══ INFORMATION SUPPLIED

//! Data model for a summarized survey-simulation collection.
//!
//! A [`Collection`] is built once per read of an SNANA output directory and
//! owns everything below it: the parsed campaign configuration, the tier
//! geometry, one [`SurveyVariant`] per point of the area × cadence ×
//! redshift-match design space, and the spectroscopic candidate-ID sets.
//!
//! Field names on the serialized side follow the upstream SNANA keys
//! (`FORCE_SNRMAX`, `NLIBID`, `zSNRMATCH`, ...) because the JSON artifacts
//! are consumed by tools that already know those names.

use serde::{Deserialize, Serialize};
use serde_json::{Map, Value};
use std::collections::{BTreeMap, BTreeSet};

use super::gentype::{GenType, GenTypeMap};
use crate::error::{SummaryError, SummaryResult};

/// Known SNANA filter alphabet, in the order the instrument lists them.
pub const KNOWN_FILTERS: [char; 7] = ['R', 'Z', 'Y', 'J', 'H', 'F', 'K'];

// =========================================================================
// Configuration records
// =========================================================================

/// One `FORCE_SNRMAX` entry: a forced S/N over a wavelength window.
#[derive(Debug, Clone, Copy, PartialEq, Serialize, Deserialize)]
pub struct ForceSnrMax {
    pub snr: f64,
    pub lam0: f64,
    pub lam1: f64,
}

/// One observing season window.
#[derive(Debug, Clone, Copy, PartialEq, Serialize, Deserialize)]
pub struct MjdSeason {
    pub season_mjd0: f64,
    pub season_mjd1: f64,
}

/// A distance-modulus fit option. Option 0 is always `standard`.
#[derive(Debug, Clone, PartialEq, Serialize, Deserialize)]
pub struct MuOpt {
    pub name: String,
    pub idsurvey_select: i64,
}

impl MuOpt {
    pub fn standard() -> Self {
        Self {
            name: "standard".to_string(),
            idsurvey_select: -99,
        }
    }
}

/// A named sky region with its cadence axes.
///
/// `relarea`, `dt_visit` and `z_snrmatch` are the three axes of the variant
/// cross product; their lengths must agree across every tier of a collection.
#[derive(Debug, Clone, PartialEq, Serialize, Deserialize)]
pub struct Tier {
    pub name: String,
    pub ra: f64,
    pub dec: f64,
    pub bands: Vec<char>,
    pub relarea: Vec<i64>,
    pub dt_visit: Vec<f64>,
    pub z_snrmatch: Vec<f64>,
    #[serde(default)]
    pub texpose_prism: Vec<i64>,
}

/// The `CONFIG_SURVEY` block, with the mini-language fields parsed.
///
/// Keys this crate does not interpret are carried through untouched.
#[derive(Debug, Clone, Default, PartialEq, Serialize, Deserialize)]
pub struct SurveyInfo {
    #[serde(rename = "FORCE_SNRMAX", default)]
    pub force_snrmax: Vec<ForceSnrMax>,
    #[serde(rename = "MJD_SEASON", default)]
    pub mjd_season: Vec<MjdSeason>,
    #[serde(flatten)]
    pub extra: Map<String, Value>,
}

/// Instrument description, kept as the raw document.
pub type InstrInfo = Value;

/// The `CONFIG_ANALYSIS_PREP` block plus the derived `muopt` list and
/// `prescales` map.
#[derive(Debug, Clone, Default, PartialEq, Serialize, Deserialize)]
pub struct AnalysisInfo {
    pub muopt: Vec<MuOpt>,
    pub prescales: BTreeMap<String, f64>,
    #[serde(flatten)]
    pub extra: Map<String, Value>,
}

impl AnalysisInfo {
    /// Prescale for a canonical type name; 1.0 when not listed.
    pub fn prescale_for(&self, type_name: &str) -> f64 {
        self.prescales.get(type_name).copied().unwrap_or(1.0)
    }
}

// =========================================================================
// Per-variant records
// =========================================================================

/// Tier geometry and exposure times as documented in a variant's SIMLIB.
#[derive(Debug, Clone, PartialEq, Serialize, Deserialize)]
pub struct TierExposure {
    /// Exposure time per known filter; 0.0 for filters the tier does not use.
    pub bands: BTreeMap<String, f64>,
    pub ntile: i64,
    pub nvisit: i64,
    pub area: f64,
    pub dt_visit: f64,
    #[serde(rename = "NLIBID")]
    pub nlibid: i64,
    #[serde(rename = "zSNRMATCH")]
    pub z_snrmatch: f64,
    #[serde(rename = "OpenFrac")]
    pub open_frac: f64,
}

/// Flattened 3-key count table: one row per (tier, gentype, z bin).
///
/// Every combination is materialized, zero counts included, so consumers can
/// slice by `(tier, gentype)` and get a regular z axis.
#[derive(Debug, Clone, Default, PartialEq, Serialize, Deserialize)]
pub struct ZHistogram {
    pub tier: Vec<String>,
    pub gentype: Vec<GenType>,
    #[serde(rename = "zCMB_bin_low", alias = "zCMB")]
    pub zcmb_bin_low: Vec<f64>,
    pub n: Vec<f64>,
}

impl ZHistogram {
    pub fn push(&mut self, tier: &str, gentype: GenType, zcmb_bin_low: f64, n: f64) {
        self.tier.push(tier.to_string());
        self.gentype.push(gentype);
        self.zcmb_bin_low.push(zcmb_bin_low);
        self.n.push(n);
    }

    pub fn len(&self) -> usize {
        self.n.len()
    }

    pub fn is_empty(&self) -> bool {
        self.n.is_empty()
    }

    /// Count in the bin starting at `zcmb_bin_low` for a tier/gentype, if present.
    pub fn count(&self, tier: &str, gentype: GenType, zcmb_bin_low: f64) -> Option<f64> {
        (0..self.len())
            .find(|&i| {
                self.tier[i] == tier
                    && self.gentype[i] == gentype
                    && (self.zcmb_bin_low[i] - zcmb_bin_low).abs() < 1e-9
            })
            .map(|i| self.n[i])
    }
}

/// The four parallel redshift histograms of a variant.
#[derive(Debug, Clone, Default, PartialEq, Serialize, Deserialize)]
pub struct ZHistograms {
    #[serde(rename = "zhist")]
    pub all: ZHistogram,
    #[serde(rename = "snrmaxzhist")]
    pub snrmax: ZHistogram,
    #[serde(rename = "snrmax2zhist")]
    pub snrmax2: ZHistogram,
    #[serde(rename = "snrmax3zhist")]
    pub snrmax3: ZHistogram,
}

/// Whether a spectral count table is binned on observed- or rest-frame time.
#[derive(Debug, Clone, Copy, PartialEq, Eq, Default)]
pub enum TimeFrame {
    #[default]
    Observed,
    Rest,
}

/// Sparse 5-key count table for one band, only non-empty bins present.
///
/// Rows are sorted by `(gentype, zbin, tbin, magbin, snrbin)`.
#[derive(Debug, Clone, Default, PartialEq, Serialize, Deserialize)]
#[serde(into = "SparseTableWire", from = "SparseTableWire")]
pub struct SparseCountTable {
    pub frame: TimeFrame,
    pub gentype: Vec<GenType>,
    pub zbin: Vec<i64>,
    pub tbin: Vec<i64>,
    pub magbin: Vec<i64>,
    pub snrbin: Vec<i64>,
    pub n: Vec<u64>,
}

/// Key of one sparse bin: `(gentype, zbin, tbin, magbin, snrbin)`.
pub type SparseBinKey = (GenType, i64, i64, i64, i64);

impl SparseCountTable {
    /// Flatten grouped counts into parallel columns.
    pub fn from_counts(frame: TimeFrame, counts: BTreeMap<SparseBinKey, u64>) -> Self {
        let mut table = SparseCountTable {
            frame,
            ..Default::default()
        };
        for ((gentype, zbin, tbin, magbin, snrbin), n) in counts {
            if n == 0 {
                continue;
            }
            table.gentype.push(gentype);
            table.zbin.push(zbin);
            table.tbin.push(tbin);
            table.magbin.push(magbin);
            table.snrbin.push(snrbin);
            table.n.push(n);
        }
        table
    }

    pub fn len(&self) -> usize {
        self.n.len()
    }

    pub fn is_empty(&self) -> bool {
        self.n.is_empty()
    }

    pub fn total(&self) -> u64 {
        self.n.iter().sum()
    }
}

/// Serialized layout; the time column is `tbin` or `trestbin` by frame.
#[derive(Serialize, Deserialize)]
#[serde(untagged)]
enum SparseTableWire {
    Observed {
        #[serde(rename = "GENTYPE")]
        gentype: Vec<GenType>,
        zbin: Vec<i64>,
        tbin: Vec<i64>,
        magbin: Vec<i64>,
        snrbin: Vec<i64>,
        n: Vec<u64>,
    },
    Rest {
        #[serde(rename = "GENTYPE")]
        gentype: Vec<GenType>,
        zbin: Vec<i64>,
        trestbin: Vec<i64>,
        magbin: Vec<i64>,
        snrbin: Vec<i64>,
        n: Vec<u64>,
    },
}

impl From<SparseCountTable> for SparseTableWire {
    fn from(t: SparseCountTable) -> Self {
        match t.frame {
            TimeFrame::Observed => SparseTableWire::Observed {
                gentype: t.gentype,
                zbin: t.zbin,
                tbin: t.tbin,
                magbin: t.magbin,
                snrbin: t.snrbin,
                n: t.n,
            },
            TimeFrame::Rest => SparseTableWire::Rest {
                gentype: t.gentype,
                zbin: t.zbin,
                trestbin: t.tbin,
                magbin: t.magbin,
                snrbin: t.snrbin,
                n: t.n,
            },
        }
    }
}

impl From<SparseTableWire> for SparseCountTable {
    fn from(w: SparseTableWire) -> Self {
        match w {
            SparseTableWire::Observed {
                gentype,
                zbin,
                tbin,
                magbin,
                snrbin,
                n,
            } => SparseCountTable {
                frame: TimeFrame::Observed,
                gentype,
                zbin,
                tbin,
                magbin,
                snrbin,
                n,
            },
            SparseTableWire::Rest {
                gentype,
                zbin,
                trestbin,
                magbin,
                snrbin,
                n,
            } => SparseCountTable {
                frame: TimeFrame::Rest,
                gentype,
                zbin,
                tbin: trestbin,
                magbin,
                snrbin,
                n,
            },
        }
    }
}

/// Spectral counts for one tier under one strategy.
///
/// `bands` holds `<band>` and `<band>_restframe` tables side by side.
#[derive(Debug, Clone, Default, PartialEq, Serialize, Deserialize)]
pub struct TierSpectra {
    pub texpose: i64,
    #[serde(flatten)]
    pub bands: BTreeMap<String, SparseCountTable>,
}

/// Spectral histograms of a variant with their global binning.
#[derive(Debug, Clone, PartialEq, Serialize, Deserialize)]
pub struct SpectralHistogramBundle {
    pub zmin: f64,
    pub zmax: f64,
    pub deltaz: f64,
    pub tobsmin: f64,
    pub tobsmax: f64,
    pub deltat: f64,
    pub mmin: f64,
    pub mmax: f64,
    pub deltam: f64,
    pub snrmin: f64,
    pub snrmax: f64,
    pub deltasnr: f64,
    pub nspecstrategies: usize,
    /// Indexed by strategy, then keyed by tier name.
    pub spectrumhists: Vec<BTreeMap<String, TierSpectra>>,
}

/// Per tier, the object IDs observed under each spectroscopic strategy.
pub type TierCandidateIds = BTreeMap<String, Vec<BTreeSet<i64>>>;

/// One joined row of the fit-summary table.
///
/// All columns are kept; the raw `FoM` column is stored as `FoM_stat`.
#[derive(Debug, Clone, Default, PartialEq, Serialize, Deserialize)]
pub struct CosmologyRecord {
    #[serde(flatten)]
    pub fields: BTreeMap<String, Value>,
}

impl CosmologyRecord {
    pub const FOM_KEY: &'static str = "FoM_stat";

    pub fn fom_stat(&self) -> Option<f64> {
        self.fields.get(Self::FOM_KEY).and_then(Value::as_f64)
    }
}

/// One point of the area × cadence × redshift-match design space.
#[derive(Debug, Clone, PartialEq, Serialize, Deserialize)]
pub struct SurveyVariant {
    pub tiers: BTreeMap<String, TierExposure>,
    pub gentypemap: GenTypeMap,
    #[serde(flatten)]
    pub zhists: ZHistograms,
    pub long_survey_version: String,
    #[serde(default)]
    pub spechists: Option<SpectralHistogramBundle>,
    #[serde(default)]
    pub muopt: Vec<CosmologyRecord>,
}

// =========================================================================
// Collection
// =========================================================================

/// A fully assembled collection.
#[derive(Debug, Clone, PartialEq)]
pub struct Collection {
    pub name: String,
    pub surveyinfo: SurveyInfo,
    pub instrinfo: InstrInfo,
    pub analysisinfo: AnalysisInfo,
    pub tiers: Vec<Tier>,
    pub surveys: BTreeMap<String, SurveyVariant>,
    pub spectiercids: BTreeMap<String, TierCandidateIds>,
}

impl Collection {
    /// Names of the individually persisted fields, in persistence order.
    pub const ARTIFACT_FIELDS: [&'static str; 6] = [
        "surveyinfo",
        "instrinfo",
        "analysisinfo",
        "tiers",
        "surveys",
        "spectiercids",
    ];

    /// Serialize each persisted field separately.
    pub fn to_artifacts(&self) -> SummaryResult<Vec<(&'static str, Value)>> {
        Ok(vec![
            ("surveyinfo", serde_json::to_value(&self.surveyinfo)?),
            ("instrinfo", self.instrinfo.clone()),
            ("analysisinfo", serde_json::to_value(&self.analysisinfo)?),
            ("tiers", serde_json::to_value(&self.tiers)?),
            ("surveys", serde_json::to_value(&self.surveys)?),
            ("spectiercids", serde_json::to_value(&self.spectiercids)?),
        ])
    }

    /// Rebuild a collection from its persisted fields.
    pub fn from_artifacts(
        name: &str,
        mut artifacts: BTreeMap<String, Value>,
    ) -> SummaryResult<Self> {
        let mut take = |field: &str| {
            artifacts.remove(field).ok_or_else(|| {
                SummaryError::Consistency(format!(
                    "artifact {} missing for collection {}",
                    field, name
                ))
            })
        };

        Ok(Collection {
            name: name.to_string(),
            surveyinfo: serde_json::from_value(take("surveyinfo")?)?,
            instrinfo: take("instrinfo")?,
            analysisinfo: serde_json::from_value(take("analysisinfo")?)?,
            tiers: serde_json::from_value(take("tiers")?)?,
            surveys: serde_json::from_value(take("surveys")?)?,
            spectiercids: serde_json::from_value(take("spectiercids")?)?,
        })
    }

    pub fn tier(&self, name: &str) -> Option<&Tier> {
        self.tiers.iter().find(|t| t.name == name)
    }
}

════

* **PROBLEM DETAILS**
Go through the data and show each line that holds "trestbin".

* **THE ANSWER**
/// Serialized layout; the time column is `tbin` or `trestbin` by frame.
        trestbin: Vec<i64>,
                trestbin: t.tbin,
                trestbin,
                tbin: trestbin,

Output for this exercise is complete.